We pulled the boat to Pensacola Friday afternoon and got a hotel room so we could get an early start Saturday morning. We got out of Pensacola fairly early that morning and once clearing Pensacola Pass it smoothed out nice. We put out a trolling spread around the steps on the way to Petronis. We didn't have any luck so we pulled lines and made bait at Petronis. This was the first time I have ever been over this way. Those Rigs are huge. It looks like they are closer than they are from a distance. Kinda makes it hard to judge the distance! 

Anyways after catching a good bit of small hardtails we ran towards deepwater champion and on towards Horn MTN which is where we wanted to overnight at. We put a spread back out before we got to Horn and made a lap around it. We got a knockdown on the deep diving plug and after a few second blistering run it came unbuttoned. We figured either a wahoo or barracuda? 

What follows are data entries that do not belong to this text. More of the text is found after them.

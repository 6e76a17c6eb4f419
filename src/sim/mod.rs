//! Deterministic simulation module
//!
//! All gameplay rules live here. This module must be pure and deterministic:
//! - Integer state only (nothing that must match the backend is a float)
//! - Seeded LCG only
//! - Stable iteration order (row-major, fixed neighbor order)
//! - No I/O, no clocks, no platform dependencies
//!
//! A rejected intent leaves the state untouched.

pub mod flood;
pub mod maze;
pub mod rng;
pub mod sokoban;
pub mod tetris;

use std::fmt::Debug;

use glam::IVec2;
use serde::de::DeserializeOwned;
use serde::{Deserialize, Serialize};

use crate::error::{ConfigError, ReplayError};

pub use rng::Lcg;

/// Cardinal direction. Discriminants are the backend's wire codes.
#[derive(Debug, Clone, Copy, PartialEq, Eq, Hash, Serialize, Deserialize)]
#[repr(u8)]
pub enum Direction {
    Up = 0,
    Right = 1,
    Down = 2,
    Left = 3,
}

impl Direction {
    pub const ALL: [Direction; 4] = [
        Direction::Up,
        Direction::Right,
        Direction::Down,
        Direction::Left,
    ];

    /// Grid step (`y` grows downward)
    pub fn delta(self) -> IVec2 {
        match self {
            Direction::Up => IVec2::new(0, -1),
            Direction::Right => IVec2::new(1, 0),
            Direction::Down => IVec2::new(0, 1),
            Direction::Left => IVec2::new(-1, 0),
        }
    }

    pub fn code(self) -> u8 {
        self as u8
    }

    pub fn from_code(code: u8) -> Option<Self> {
        Self::ALL.get(code as usize).copied()
    }
}

/// Result of offering an intent (or a tick) to an engine.
#[derive(Debug, Clone, PartialEq, Eq)]
pub enum Transition<A> {
    /// Invalid or no-op; state is unchanged
    Rejected,
    /// State changed but there is nothing for the backend to replay yet
    Moved,
    /// State changed and `A` must be appended to the action log
    Committed(A),
}

impl<A> Transition<A> {
    pub fn is_rejected(&self) -> bool {
        matches!(self, Transition::Rejected)
    }

    pub fn action(&self) -> Option<&A> {
        match self {
            Transition::Committed(action) => Some(action),
            _ => None,
        }
    }
}

/// A deterministic engine mirrored by an authoritative backend.
///
/// The state value is the whole snapshot: continuing from a clone must
/// behave exactly like continuing from the original.
pub trait Game: Clone + Debug + PartialEq + Serialize + DeserializeOwned {
    /// Level/session identity the initial state is derived from
    type Level: Clone + Debug + PartialEq + Serialize + DeserializeOwned;
    /// Player input accepted by [`Game::handle`]
    type Intent: Clone + Debug;
    /// Log entry replayed by the backend
    type Action: Clone + Debug + PartialEq + Serialize + DeserializeOwned;
    /// Final commit payload submitted with the last batch
    type Summary: Clone + Debug + PartialEq + Serialize + DeserializeOwned;

    /// Short identifier used in save headers and logs
    const NAME: &'static str;

    /// Backend rejection for actions submitted after the final commit
    const FINISHED: ReplayError;

    fn start(level: &Self::Level) -> Result<Self, ConfigError>;

    /// Validate and apply one intent.
    fn handle(&mut self, intent: Self::Intent) -> Transition<Self::Action>;

    /// Timer-driven step (gravity). Turn-based engines never move on ticks.
    fn tick(&mut self) -> Transition<Self::Action> {
        Transition::Rejected
    }

    /// Backend-equivalent transition: re-derives the action's effect and
    /// checks any totals it claims. On error the state is unchanged.
    fn replay(&mut self, action: &Self::Action) -> Result<(), ReplayError>;

    fn is_terminal(&self) -> bool;

    fn summary(&self) -> Self::Summary;

    /// Interval between ticks, if the engine is paced.
    fn tick_interval_ms(&self) -> Option<u32> {
        None
    }

    /// Rebuild a state from its level and an ordered action list.
    fn replay_all<'a, I>(level: &Self::Level, actions: I) -> Result<Self, crate::SessionError>
    where
        I: IntoIterator<Item = &'a Self::Action>,
        Self::Action: 'a,
    {
        let mut state = Self::start(level)?;
        for action in actions {
            state.replay(action)?;
        }
        Ok(state)
    }
}
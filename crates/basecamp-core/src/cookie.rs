/// A browser cookie as read from a cookie store
#[derive(Debug, Clone, PartialEq, Eq)]
pub struct Cookie {
    /// Host key as stored by the browser; a leading `.` marks a domain cookie
    pub domain: String,
    pub name: String,
    pub value: String,
    pub path: String,
    pub secure: bool,
    pub http_only: bool,
}

impl Cookie {
    /// Domain with the leading dot removed, lowercased
    pub fn host(&self) -> String {
        self.domain.trim_start_matches('.').to_lowercase()
    }

    /// Whether the cookie applies to subdomains as well as the host itself
    pub fn is_domain_cookie(&self) -> bool {
        self.domain.starts_with('.')
    }

    /// Render the cookie in `Set-Cookie` form so HTTP cookie stores can ingest it
    pub fn to_set_cookie(&self) -> String {
        let mut out = format!("{}={}", self.name, self.value);
        if self.is_domain_cookie() {
            out.push_str(&format!("; Domain={}", self.host()));
        }
        let path = if self.path.is_empty() { "/" } else { &self.path };
        out.push_str(&format!("; Path={}", path));
        if self.secure {
            out.push_str("; Secure");
        }
        if self.http_only {
            out.push_str("; HttpOnly");
        }
        out
    }

    /// URL the cookie would have been set from
    pub fn origin_url(&self) -> std::result::Result<url::Url, url::ParseError> {
        let scheme = if self.secure { "https" } else { "http" };
        let path = if self.path.starts_with('/') { &self.path } else { "/" };
        url::Url::parse(&format!("{}://{}{}", scheme, self.host(), path))
    }
}

/// Cookies already scoped to the service's domains
#[derive(Debug, Clone, Default, PartialEq, Eq)]
pub struct CookieJar {
    cookies: Vec<Cookie>,
}

impl CookieJar {
    pub fn new(cookies: Vec<Cookie>) -> Self {
        Self { cookies }
    }

    pub fn cookies(&self) -> &[Cookie] {
        &self.cookies
    }

    pub fn len(&self) -> usize {
        self.cookies.len()
    }

    pub fn is_empty(&self) -> bool {
        self.cookies.is_empty()
    }
}
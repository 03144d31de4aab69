#![allow(dead_code)]

use rusqlite::Connection;
use std::path::{Path, PathBuf};

pub const ERROR_RECORD: &str =
    r#"{"text":"err","alt":"error","tooltip":"Check Failed","class":"error"}"#;

/// Create `<root>/<profile>/Cookies` with Chromium's cookie schema
pub fn create_cookie_store(root: &Path, profile: &str) -> PathBuf {
    let path = root.join(profile).join("Cookies");
    std::fs::create_dir_all(path.parent().unwrap()).unwrap();

    let conn = Connection::open(&path).unwrap();
    conn.execute_batch(
        "CREATE TABLE meta(key LONGVARCHAR NOT NULL UNIQUE PRIMARY KEY, value LONGVARCHAR);
         INSERT INTO meta(key, value) VALUES ('version', '21');
         CREATE TABLE cookies(
            creation_utc INTEGER NOT NULL,
            host_key TEXT NOT NULL,
            name TEXT NOT NULL,
            value TEXT NOT NULL,
            path TEXT NOT NULL,
            expires_utc INTEGER NOT NULL,
            is_secure INTEGER NOT NULL,
            is_httponly INTEGER NOT NULL,
            encrypted_value BLOB DEFAULT '');",
    )
    .unwrap();
    path
}

/// Add a plaintext session cookie that never expires
pub fn add_cookie(store: &Path, host: &str, name: &str, value: &str) {
    let conn = Connection::open(store).unwrap();
    conn.execute(
        "INSERT INTO cookies(creation_utc, host_key, name, value, path, expires_utc, is_secure, is_httponly)
         VALUES (0, ?1, ?2, ?3, '/', 0, 0, 1)",
        rusqlite::params![host, name, value],
    )
    .unwrap();
}

pub fn write_config(path: &Path, account_id: &str, profile: &str) {
    std::fs::create_dir_all(path.parent().unwrap()).unwrap();
    std::fs::write(
        path,
        format!(
            r#"{{"account_id": "{}", "profile_name": "{}"}}"#,
            account_id, profile
        ),
    )
    .unwrap();
}

/// A base URL nothing is listening on
pub fn closed_port_url() -> String {
    let listener = std::net::TcpListener::bind("127.0.0.1:0").unwrap();
    let url = format!("http://{}", listener.local_addr().unwrap());
    drop(listener);
    url
}
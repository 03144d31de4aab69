mod error;
mod poller;

pub use error::{Error, Result};
pub use poller::{NotificationPoller, PollResponse};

It was about 3 30 at this time and there wasn't much going on so we headed to Noble Globetrotter for a look around. We ran part of the way and ran across a weed line so we put the spread back out. After pulling on it awhile we had a hit on the bird/squid chain with a cedar plug on the back of it. I grabbed the rod and after a few seconds it came off so I dropped it back and the blackfin came back to it. We got him in the boat and continued on. We made a few laps around the Globetrotter and didn't mark anything or so we decided to run back to Horn and setup our chunk.

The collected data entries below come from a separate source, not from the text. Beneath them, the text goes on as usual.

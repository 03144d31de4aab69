//! Fetching the readings endpoint with browser session cookies.
//!
//! The endpoint only answers browser sessions, so the request mimics an
//! in-page XHR: a desktop Chrome user agent, `Accept: application/json` and
//! `X-Requested-With: XMLHttpRequest`. One attempt, bounded by a timeout.

use crate::{Error, Result};
use basecamp_core::{CookieJar, Settings};
use reqwest::header::{ACCEPT, USER_AGENT};
use std::sync::Arc;
use std::time::Duration;
use url::Url;

/// Raw answer from the endpoint; interpretation is left to the caller
#[derive(Debug, Clone, PartialEq, Eq)]
pub struct PollResponse {
    pub status: u16,
    pub body: Vec<u8>,
}

pub struct NotificationPoller {
    base_url: Url,
    timeout: Duration,
    user_agent: String,
}

impl NotificationPoller {
    pub fn new(base_url: &str, timeout: Duration, user_agent: &str) -> Result<Self> {
        let base_url = Url::parse(base_url)
            .map_err(|e| Error::InvalidUrl(format!("{}: {}", base_url, e)))?;

        if base_url.cannot_be_a_base() {
            return Err(Error::InvalidUrl(format!("{} cannot be a base URL", base_url)));
        }

        Ok(Self {
            base_url,
            timeout,
            user_agent: user_agent.to_string(),
        })
    }

    pub fn from_settings(settings: &Settings) -> Result<Self> {
        Self::new(&settings.base_url, settings.timeout, &settings.user_agent)
    }

    /// `<base>/<account_id>/my/readings.json`, account ID escaped as one segment
    pub fn endpoint(&self, account_id: &str) -> Result<Url> {
        let mut url = self.base_url.clone();
        url.path_segments_mut()
            .map_err(|_| Error::InvalidUrl(format!("{} cannot be a base URL", self.base_url)))?
            .pop_if_empty()
            .extend([account_id, "my", "readings.json"]);
        Ok(url)
    }

    /// Issue a single GET with `jar` as the cookie source
    pub async fn poll(&self, jar: &CookieJar, account_id: &str) -> Result<PollResponse> {
        let url = self.endpoint(account_id)?;
        let client = reqwest::Client::builder()
            .cookie_provider(Arc::new(to_reqwest_jar(jar)))
            .timeout(self.timeout)
            .build()?;

        tracing::debug!("GET {} with {} cookies", url, jar.len());

        let response = client
            .get(url)
            .header(USER_AGENT, &self.user_agent)
            .header(ACCEPT, "application/json")
            .header("X-Requested-With", "XMLHttpRequest")
            .send()
            .await?;

        let status = response.status().as_u16();
        let body = response.bytes().await?.to_vec();

        tracing::debug!("Response status {} with {} bytes", status, body.len());
        Ok(PollResponse { status, body })
    }
}

fn to_reqwest_jar(jar: &CookieJar) -> reqwest::cookie::Jar {
    let store = reqwest::cookie::Jar::default();
    for cookie in jar.cookies() {
        match cookie.origin_url() {
            Ok(url) => store.add_cookie_str(&cookie.to_set_cookie(), &url),
            Err(e) => tracing::debug!("Skipping cookie {} for {}: {}", cookie.name, cookie.domain, e),
        }
    }
    store
}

With only 1 blackfin in the box we were really hoping to get a few yellowfin on ice. We were 1 of 7 boats at Horn Saturday night. 3 of them were charter boats. I had my radio on scan listening and they kept calling the center consoles Monkey boats which I thought was pretty funny cause its true. Anyways they kept us up on the football scores and entertained us for a few hours. Not many yellowfin were caught. Matter of fact I only saw one of the charter boats hooked up with one. If they were telling the truth on the radio only 43yellows were caught at Horn while we were awake. We had one hardtail get slammed but didn't get a solid hookup. It was possibly our one shot at a yellow and we missed it. We jigged up probably 100 blackfin and I think we wound up keeping like 10.

After getting some sleep we headed to Ram Powell for the morning bite. No action there either Sunday morning so we set up to troll a small scattered line close to the Marlin that lead almost due north. The bird/squid with cedar goes off and I grab it and I see the outrigger line go off so my friend grabs it. We pull in 2 gaffer size dolphin and put the spread back out. 

About 10 minutes later the way back line goes off and my friend Shanon grabs it. It jumps and we see its a marlin. My other friend and I clear lines and he gets the gopro recording. We get the marlin to the boat and see its a rat sized blue. We pull it in the boat for a quick pick and got a clean release on it. We get the spread back out and as soon as we get back going BAMMM the right rigger line gets hit. I grab it and slide the drag up and a Sailfish starts grey hounding and pulling drag off the Talica 25. We get it in and get a pic and get the clean release. 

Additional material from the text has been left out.